Data =>
---+---
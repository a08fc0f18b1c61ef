//! Pour region descriptor.

use serde::Serialize;

use super::bounds::RegionExtent;
use super::pad::Bounds;
use super::problem::PourOptions;
use crate::circuit::{Layer, Point};

/// Shape tag of a pour region. Regions are always described by their
/// bounding rectangle, refined by the optional outline.
#[derive(Debug, Clone, Copy, PartialEq, Eq, Default, Serialize)]
#[serde(rename_all = "lowercase")]
pub enum RegionShape {
    /// Rectangular bounds.
    #[default]
    Rect,
}

/// The area to fill with copper and the margins to keep around obstacles.
#[derive(Debug, Clone, PartialEq, Serialize)]
pub struct PourRegion {
    /// Shape tag (always `rect`).
    pub shape: RegionShape,
    /// Layer to pour on.
    pub layer: Layer,
    /// Bounding box of the region.
    pub bounds: Bounds,
    /// True outline of the region; the fill must stay inside it.
    #[serde(skip_serializing_if = "Option::is_none")]
    pub outline: Option<Vec<Point>>,
    /// Connectivity key of the net the pour belongs to.
    #[serde(rename = "connectivityKey")]
    pub connectivity_key: String,
    /// Clearance around pads of other nets, in mm.
    #[serde(rename = "padMargin")]
    pub pad_margin: f64,
    /// Clearance around traces of other nets, in mm.
    #[serde(rename = "traceMargin")]
    pub trace_margin: f64,
    /// Clearance from the region outline, in mm.
    pub board_edge_margin: f64,
    /// Clearance around cutouts, in mm. The solver picks a default if unset.
    #[serde(skip_serializing_if = "Option::is_none")]
    pub cutout_margin: Option<f64>,
}

impl PourRegion {
    /// Builds the region for `options` over the resolved `extent`.
    ///
    /// An unset board edge margin becomes `0`.
    #[must_use]
    pub fn new(options: &PourOptions, extent: RegionExtent) -> Self {
        Self {
            shape: RegionShape::Rect,
            layer: options.layer,
            bounds: extent.bounds,
            outline: extent.outline,
            connectivity_key: options.pour_connectivity_key.clone(),
            pad_margin: options.pad_margin,
            trace_margin: options.trace_margin,
            board_edge_margin: options.board_edge_margin.unwrap_or(0.0),
            cutout_margin: options.cutout_margin,
        }
    }
}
---+---
Your task is to reproduce the entire listing exactly as it appears.

Written answer =>
repository a08fc0f18b1c61ef
//! Pour region descriptor.

use serde::Serialize;

use super::bounds::RegionExtent;
use super::pad::Bounds;
use super::problem::PourOptions;
use crate::circuit::{Layer, Point};

/// Shape tag of a pour region. Regions are always described by their
/// bounding rectangle, refined by the optional outline.
#[derive(Debug, Clone, Copy, PartialEq, Eq, Default, Serialize)]
#[serde(rename_all = "lowercase")]
pub enum RegionShape {
    /// Rectangular bounds.
    #[default]
    Rect,
}

/// The area to fill with copper and the margins to keep around obstacles.
#[derive(Debug, Clone, PartialEq, Serialize)]
pub struct PourRegion {
    /// Shape tag (always `rect`).
    pub shape: RegionShape,
    /// Layer to pour on.
    pub layer: Layer,
    /// Bounding box of the region.
    pub bounds: Bounds,
    /// True outline of the region; the fill must stay inside it.
    #[serde(skip_serializing_if = "Option::is_none")]
    pub outline: Option<Vec<Point>>,
    /// Connectivity key of the net the pour belongs to.
    #[serde(rename = "connectivityKey")]
    pub connectivity_key: String,
    /// Clearance around pads of other nets, in mm.
    #[serde(rename = "padMargin")]
    pub pad_margin: f64,
    /// Clearance around traces of other nets, in mm.
    #[serde(rename = "traceMargin")]
    pub trace_margin: f64,
    /// Clearance from the region outline, in mm.
    pub board_edge_margin: f64,
    /// Clearance around cutouts, in mm. The solver picks a default if unset.
    #[serde(skip_serializing_if = "Option::is_none")]
    pub cutout_margin: Option<f64>,
}

impl PourRegion {
    /// Builds the region for `options` over the resolved `extent`.
    ///
    /// An unset board edge margin becomes `0`.
    #[must_use]
    pub fn new(options: &PourOptions, extent: RegionExtent) -> Self {
        Self {
            shape: RegionShape::Rect,
            layer: options.layer,
            bounds: extent.bounds,
            outline: extent.outline,
            connectivity_key: options.pour_connectivity_key.clone(),
            pad_margin: options.pad_margin,
            trace_margin: options.trace_margin,
            board_edge_margin: options.board_edge_margin.unwrap_or(0.0),
            cutout_margin: options.cutout_margin,
        }
    }
}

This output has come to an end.